I felt the story only explored her feelings, actions. What about smells, touch, sounds (besides silence and her heart), tastes etc.? An example would be her room. Her eyes focused and she could see the details of her room, but then we were given no details.
Specifics:
The deafening silence was so loud she could hear the train roaring as her heartbeat sped out of control. (Confusing, it reads like there was an actual train going by not the roaring silence in her head)
She couldn’t make a run for it, for he was right next to the door. She would have to run by him to get out of the room. (Repetitive. If he's by the door, then clearly she would have to run by him to get out.)
She would wait him out. She would react to his action. (This sounds strange to me. Perhaps reword or omit)
She lay there not moving for what seemed an eternity. (This phrases has been repeated many times in the story. It's also an overused phrase in most writing. I would reword)
Safe! Or was she? (This sounds a little too 'dun dun dun!" join us next time on the twilight zone - but that's just me)
She scrambled into her sleeping attire, which usually consisted of an old pair of shorts and a ragged old shirt. ('She scrambled into an old pair of shorts and her favorite ragged t-shirt' would work just fine.)

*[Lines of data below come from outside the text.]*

//! Blob persistence used for cross-seed inventory and shipment state.

use std::{
    collections::HashMap,
    fs,
    path::{Path, PathBuf},
};

use anyhow::{Context, Result};
use parking_lot::Mutex;
use serde::{de::DeserializeOwned, Serialize};
use tracing::warn;

use crate::error::LogisticsError;

/// Key/value byte storage provided by the host.
pub trait BlobStore: Send + Sync {
    /// Load the blob stored under `key`, returning `None` if it does not exist.
    fn load_blob(&self, key: &str) -> Result<Option<Vec<u8>>>;
    /// Persist `bytes` under `key`, replacing any previous value.
    fn save_blob(&self, key: &str, bytes: &[u8]) -> Result<()>;
}

/// Stores each blob as a JSON file beneath a root directory.
#[derive(Debug, Clone)]
pub struct FileBlobStore {
    root: PathBuf,
}

impl FileBlobStore {
    /// Create a store rooted at the provided directory.
    pub fn new(root: impl Into<PathBuf>) -> Self {
        Self { root: root.into() }
    }

    /// Root directory of the store.
    pub fn root(&self) -> &Path {
        &self.root
    }

    fn path_for(&self, key: &str) -> PathBuf {
        let mut path = self.root.clone();
        let mut segments = key.split('/').map(sanitize_component).peekable();
        while let Some(segment) = segments.next() {
            if segments.peek().is_some() {
                path.push(segment);
            } else {
                path.push(format!("{segment}.json"));
            }
        }
        path
    }
}

impl BlobStore for FileBlobStore {
    fn load_blob(&self, key: &str) -> Result<Option<Vec<u8>>> {
        let path = self.path_for(key);
        if !path.exists() {
            return Ok(None);
        }
        let bytes = fs::read(&path).with_context(|| format!("failed to read {}", path.display()))?;
        Ok(Some(bytes))
    }

    fn save_blob(&self, key: &str, bytes: &[u8]) -> Result<()> {
        let path = self.path_for(key);
        if let Some(parent) = path.parent() {
            fs::create_dir_all(parent)
                .with_context(|| format!("failed to create {}", parent.display()))?;
        }
        fs::write(&path, bytes).with_context(|| format!("failed to write {}", path.display()))
    }
}

/// Volatile store for tests and the headless driver.
#[derive(Debug, Default)]
pub struct MemoryBlobStore {
    blobs: Mutex<HashMap<String, Vec<u8>>>,
}

impl MemoryBlobStore {
    /// Create an empty store.
    pub fn new() -> Self {
        Self::default()
    }

    /// Whether a blob exists under `key`.
    pub fn contains(&self, key: &str) -> bool {
        self.blobs.lock().contains_key(key)
    }
}

impl BlobStore for MemoryBlobStore {
    fn load_blob(&self, key: &str) -> Result<Option<Vec<u8>>> {
        Ok(self.blobs.lock().get(key).cloned())
    }

    fn save_blob(&self, key: &str, bytes: &[u8]) -> Result<()> {
        self.blobs.lock().insert(key.to_string(), bytes.to_vec());
        Ok(())
    }
}

/// Read and decode a JSON blob.
///
/// Missing, unreadable and undecodable blobs all yield `None`; the latter
/// two are logged so the session can continue with defaults.
pub fn load_json<T: DeserializeOwned>(store: &dyn BlobStore, key: &str) -> Option<T> {
    let bytes = match store.load_blob(key) {
        Ok(Some(bytes)) => bytes,
        Ok(None) => return None,
        Err(err) => {
            warn!("failed to load `{key}`: {err:#}");
            return None;
        }
    };

    match serde_json::from_slice(&bytes) {
        Ok(value) => Some(value),
        Err(source) => {
            let err = LogisticsError::Serialization {
                key: key.to_string(),
                source,
            };
            warn!("{err}; continuing with defaults");
            None
        }
    }
}

/// Encode `value` as pretty JSON and store it under `key`.
pub fn save_json<T: Serialize>(store: &dyn BlobStore, key: &str, value: &T) -> Result<()> {
    let bytes = serde_json::to_vec_pretty(value)
        .with_context(|| format!("failed to serialize `{key}`"))?;
    store.save_blob(key, &bytes)
}

fn sanitize_component(input: &str) -> String {
    let mut result = String::with_capacity(input.len());
    for ch in input.chars() {
        if ch.is_ascii_alphanumeric() || matches!(ch, '-' | '_') {
            result.push(ch);
        }
    }
    if result.is_empty() {
        "blob".to_string()
    } else {
        result
    }
}

#[cfg(test)]
mod tests {
    use super::*;
    use serde::Deserialize;
    use tempfile::tempdir;

    #[derive(Debug, PartialEq, Serialize, Deserialize)]
    struct Sample {
        name: String,
        count: u32,
    }

    #[test]
    fn file_store_round_trip() -> Result<()> {
        let dir = tempdir()?;
        let store = FileBlobStore::new(dir.path());
        let sample = Sample {
            name: "iron".to_string(),
            count: 3,
        };

        assert!(load_json::<Sample>(&store, "desired/seed-1").is_none());
        save_json(&store, "desired/seed-1", &sample)?;
        assert!(dir.path().join("desired").join("seed-1.json").exists());
        assert_eq!(load_json::<Sample>(&store, "desired/seed-1"), Some(sample));
        Ok(())
    }

    #[test]
    fn corrupt_blob_is_treated_as_absent() -> Result<()> {
        let store = MemoryBlobStore::new();
        store.save_blob("shipping/main", b"{not json")?;
        assert!(store.contains("shipping/main"));
        assert!(load_json::<Sample>(&store, "shipping/main").is_none());
        Ok(())
    }

    #[test]
    fn sanitize_creates_safe_filenames() {
        assert_eq!(sanitize_component("../My Save!*"), "MySave");
        assert_eq!(sanitize_component("??"), "blob");
        let store = FileBlobStore::new("/tmp/root");
        assert_eq!(
            store.path_for("desired/../x y"),
            PathBuf::from("/tmp/root/desired/blob/xy.json")
        );
    }
}
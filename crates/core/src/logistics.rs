//! Process-wide logistics context driven by the host tick.

use std::{sync::Arc, time::Duration};

use anyhow::{Context, Result};
use tracing::{debug, info, warn};

use crate::{
    config::AppConfig,
    cross_seed::{BufferedObservation, CrossSeedInventoryState},
    desired::{DesiredInventoryStore, DesiredItemEntry, NO_RECYCLE_LIMIT},
    error::LogisticsError,
    hud::{self, GhostScene},
    manager::{PersonalLogisticsManager, SyncReport},
    models::{ItemId, PlayerId},
    network::LogisticsNetwork,
    persist::BlobStore,
    shipping::{ItemLoadState, ProcessReport, ShippingManager},
    sync::{DrainReport, InboxHandle, SyncLayer},
    trash::{TrashHandler, TrashReport},
    world::{NetworkScanner, World},
};

/// What happened during one [`LogisticsSession::on_tick`] call.
#[derive(Debug, Default)]
pub struct TickReport {
    /// Inbound packets applied or dropped.
    pub drained: DrainReport,
    /// Set when a reconciliation pass was due.
    pub sync: Option<SyncReport>,
    /// Set when maintenance was due.
    pub shipping: Option<ProcessReport>,
    /// Set when maintenance was due.
    pub trash: Option<TrashReport>,
}

/// Owns every logistics component for one player in one game.
///
/// Lifecycle is `new` → `start` → `on_tick`* → `end_game`. A session can be
/// started again after `end_game`; each start builds a fresh network index.
pub struct LogisticsSession<W: World> {
    config: AppConfig,
    world: W,
    store: Arc<dyn BlobStore>,
    sync: SyncLayer,
    network: LogisticsNetwork,
    manager: PersonalLogisticsManager,
    shipping: ShippingManager,
    trash: TrashHandler,
    cross_seed: CrossSeedInventoryState,
    session_id: Option<String>,
    started: bool,
    game_tick: u64,
    sync_timer: u64,
    maintenance_timer: u64,
    load_state_timer: u64,
}

impl<W: World> LogisticsSession<W> {
    /// Assemble a session for the player `sync` speaks for.
    pub fn new(config: AppConfig, world: W, store: Arc<dyn BlobStore>, sync: SyncLayer) -> Self {
        let player_id = sync.local_player();
        Self {
            manager: PersonalLogisticsManager::new(player_id, config.shipment_travel_ticks),
            shipping: ShippingManager::new(player_id),
            config,
            world,
            store,
            sync,
            network: LogisticsNetwork::new(),
            trash: TrashHandler::new(),
            cross_seed: CrossSeedInventoryState::new(),
            session_id: None,
            started: false,
            game_tick: 0,
            sync_timer: 0,
            maintenance_timer: 0,
            load_state_timer: 0,
        }
    }

    /// Load persisted state and start the network index.
    ///
    /// Must run inside a tokio runtime. Starting an already started
    /// session does nothing.
    pub fn start(
        &mut self,
        seed_id: &str,
        session_id: &str,
        scanner: Arc<dyn NetworkScanner>,
    ) -> Result<(), LogisticsError> {
        if self.started {
            debug!(seed = seed_id, "logistics session already started");
            return Ok(());
        }

        self.network = LogisticsNetwork::new();
        self.network.start(
            scanner,
            Duration::from_millis(self.config.index_rebuild_interval_ms),
        )?;

        self.cross_seed.init(self.store.as_ref(), seed_id);
        let discarded = self
            .shipping
            .load(self.store.as_ref(), session_id, &self.world, self.game_tick);
        if !discarded.is_empty() {
            warn!(
                count = discarded.len(),
                "discarded saved shipments whose station is gone"
            );
        }

        self.sync.request_state_from_host();
        self.session_id = Some(session_id.to_string());
        self.started = true;
        info!(
            player = %self.player_id(),
            seed = seed_id,
            session = session_id,
            role = ?self.sync.role(),
            "logistics session started"
        );
        Ok(())
    }

    /// Advance timers by `elapsed` ticks and run whatever is due.
    pub fn on_tick(&mut self, elapsed: u64) -> TickReport {
        let mut report = TickReport::default();
        if !self.started {
            return report;
        }
        self.game_tick += elapsed;
        report.drained = self.sync.drain(self.cross_seed.registry_mut());

        if self.network.is_ready() {
            self.sync_timer += elapsed;
            if self.sync_timer >= self.config.sync_interval_ticks {
                self.sync_timer = 0;
                report.sync = self.sync_inventory();
            }
        } else {
            self.sync_timer = 0;
        }

        self.maintenance_timer += elapsed;
        if self.maintenance_timer >= self.config.maintenance_interval_ticks {
            self.maintenance_timer = 0;
            let (trash, shipping) = self.maintain();
            report.trash = Some(trash);
            report.shipping = Some(shipping);
        }

        self.load_state_timer += elapsed;
        if self.load_state_timer >= self.config.load_state_interval_ticks {
            self.load_state_timer = 0;
            for state in self.load_state() {
                info!(
                    item = %state.item_name,
                    quantity = state.quantity,
                    percent = state.percent_loaded,
                    seconds = state.seconds_remaining,
                    "inbound"
                );
            }
        }
        report
    }

    fn sync_inventory(&mut self) -> Option<SyncReport> {
        if self.config.inventory_management_paused {
            debug!("inventory management paused");
            return None;
        }
        let player_id = self.player_id();
        let empty = DesiredInventoryStore::default();
        let desired = self.cross_seed.registry().store(player_id).unwrap_or(&empty);
        Some(self.manager.sync_inventory(
            desired,
            &self.world,
            &self.network,
            &mut self.shipping,
            self.game_tick,
        ))
    }

    fn maintain(&mut self) -> (TrashReport, ProcessReport) {
        let trash = self.trash.process_tasks(&mut self.world, &self.network);
        let shipping = self
            .shipping
            .process(&mut self.world, &self.network, self.game_tick);

        let player_id = self.player_id();
        for &(item_id, item_count) in &shipping.buffer_changes {
            self.cross_seed.registry_mut().observe_buffer(
                player_id,
                item_id,
                BufferedObservation {
                    item_count,
                    game_tick: self.game_tick,
                },
            );
            self.sync
                .notify_buffer_upsert(item_id, item_count, self.game_tick);
        }
        (trash, shipping)
    }

    /// Stop the index and persist everything. Safe to call repeatedly.
    pub fn end_game(&mut self) -> Result<()> {
        if !self.started {
            return Ok(());
        }
        self.started = false;
        self.network.stop();

        let desired = self
            .cross_seed
            .save(self.store.as_ref())
            .context("failed to save desired inventory");
        self.cross_seed.reset();

        let shipments = match self.session_id.take() {
            Some(session_id) => self
                .shipping
                .save(self.store.as_ref(), &session_id, self.game_tick)
                .with_context(|| format!("failed to save shipments for {session_id}")),
            None => Ok(()),
        };
        self.shipping.reset();
        self.trash.clear();
        self.sync_timer = 0;
        self.maintenance_timer = 0;
        self.load_state_timer = 0;
        info!(player = %self.player_id(), "logistics session ended");

        desired.and(shipments)
    }

    /// Set the local player's limits for an item and announce the change.
    ///
    /// Returns `false` when the stored entry was already identical.
    pub fn set_desired_item(&mut self, item_id: ItemId, request_min: i64, recycle_max: i64) -> bool {
        let entry = DesiredItemEntry::clamped(item_id, request_min, recycle_max);
        let player_id = self.player_id();
        if !self.cross_seed.registry_mut().apply(player_id, entry) {
            return false;
        }
        self.sync.send_desired_item_update(entry);
        true
    }

    /// Stop managing an item.
    ///
    /// The entry becomes neutral (request nothing, never recycle) here and
    /// on every peer, since sync packets only ever replace entries. Returns
    /// the previous limits, or `None` when the item was not managed.
    pub fn remove_desired_item(&mut self, item_id: ItemId) -> Option<DesiredItemEntry> {
        let player_id = self.player_id();
        let neutral = DesiredItemEntry::clamped(item_id, 0, i64::from(NO_RECYCLE_LIMIT));
        let store = self.cross_seed.registry_mut().store_mut(player_id);
        let previous = store.get(item_id).copied().filter(|entry| *entry != neutral)?;
        store.apply(neutral);
        self.sync.send_desired_item_update(neutral);
        Some(previous)
    }

    /// Host hook for newly dropped litter. Returns whether it was queued.
    pub fn on_trash_added(&mut self, item_id: ItemId, count: u32, object_id: u64) -> bool {
        if !self.config.send_litter_to_logistics_network
            || !self.network.is_ready()
            || !self.network.has_item(item_id)
        {
            return false;
        }
        self.trash.add_task(item_id, count, object_id);
        true
    }

    /// Inbound progress grouped by item.
    pub fn load_state(&self) -> Vec<ItemLoadState> {
        self.shipping.load_state(&self.world, self.game_tick)
    }

    /// HUD overlay text honouring the display settings.
    pub fn hud_text(&self, scene: Option<&GhostScene>) -> Option<String> {
        if self.config.inventory_management_paused {
            return None;
        }
        let mut lines = Vec::new();
        if self.config.show_incoming_item_progress {
            lines.extend(hud::incoming_items_text(&self.load_state()));
        }
        if self.config.show_nearest_build_ghost_indicator {
            if let Some(nearest) = scene.and_then(hud::nearest_ghost) {
                let item_id = nearest.ghost.item_id;
                let available = self
                    .shipping
                    .is_item_in_inventory_or_inbound(&self.world, item_id);
                lines.push(hud::ghost_status_line(
                    &nearest,
                    &self.world.item_name(item_id),
                    available,
                ));
            }
        }
        if lines.is_empty() {
            None
        } else {
            Some(lines.concat())
        }
    }

    /// Local player.
    pub fn player_id(&self) -> PlayerId {
        self.sync.local_player()
    }

    /// Whether `start` succeeded and `end_game` has not run since.
    pub fn is_started(&self) -> bool {
        self.started
    }

    /// Ticks elapsed since the session was created.
    pub fn game_tick(&self) -> u64 {
        self.game_tick
    }

    /// Handle the transport pushes received packets into.
    pub fn inbox(&self) -> InboxHandle {
        self.sync.inbox()
    }

    /// Active settings.
    pub fn config(&self) -> &AppConfig {
        &self.config
    }

    /// Host world.
    pub fn world(&self) -> &W {
        &self.world
    }

    /// Mutable host world.
    pub fn world_mut(&mut self) -> &mut W {
        &mut self.world
    }

    /// Current network index.
    pub fn network(&self) -> &LogisticsNetwork {
        &self.network
    }

    /// Active shipments of the local player.
    pub fn shipping(&self) -> &ShippingManager {
        &self.shipping
    }

    /// Pending litter reclaims.
    pub fn trash(&self) -> &TrashHandler {
        &self.trash
    }

    /// Desired inventory of every known player.
    pub fn cross_seed(&self) -> &CrossSeedInventoryState {
        &self.cross_seed
    }

    /// Desired inventory of the local player.
    pub fn desired(&self) -> Option<&DesiredInventoryStore> {
        self.cross_seed.registry().store(self.player_id())
    }
}

impl<W: World> Drop for LogisticsSession<W> {
    fn drop(&mut self) {
        self.network.stop();
    }
}

impl<W: World> std::fmt::Debug for LogisticsSession<W> {
    fn fmt(&self, f: &mut std::fmt::Formatter<'_>) -> std::fmt::Result {
        f.debug_struct("LogisticsSession")
            .field("player", &self.player_id())
            .field("started", &self.started)
            .field("game_tick", &self.game_tick)
            .field("network", &self.network)
            .field("tasks", &self.shipping.tasks().len())
            .finish()
    }
}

She knew she wouldn’t survive a fourth night, the exhaustion alone was sure to be the end of her. (I know it's a dream but people won't die from 4-5 days with no sleep. People have gone longer. You feel strung out, you cry, you feel like your going to lose your mind, but it wouldn't be the end. Now, if you extended the experience to months and had her pounding back caffine drinks, yes she could die)
The back door was not locked. She knew this, because the door wasn’t even shut. (If the door is open, then clearly it wasn't locked.)
Bang, the door slammed shut. (I would put Bang on it's own line.)
Favorite Lines/Ideas:
Loud music didn’t even reach the ears of a neighbor, how would a scream? (Fantastic line.)
I liked that she grabbed a rake. For some reason it made me laugh, but it was still a great weapon, better than the cliche shovel or baseball bat.
A quick snack of salsa and chips washed down with a coke, then some reading before getting ready for bed. (I'm glad I'm not the only one who eats stuff like this before bed! Woohoo!)
The cyclical ending and use of the opening line at the ending was great.
All in all:
I like the base you've built up. There's so much to work with I think you could have a lot of fun expanding and exploring. If you haven't seen either of the movies I've mentioned, I highly recommend starting with the Triangle. It's one of the few movies that actually left me creeped out for days. I think this story has lot of potential to do the same.
Thanks for sharing your work. Keep writing and good luck!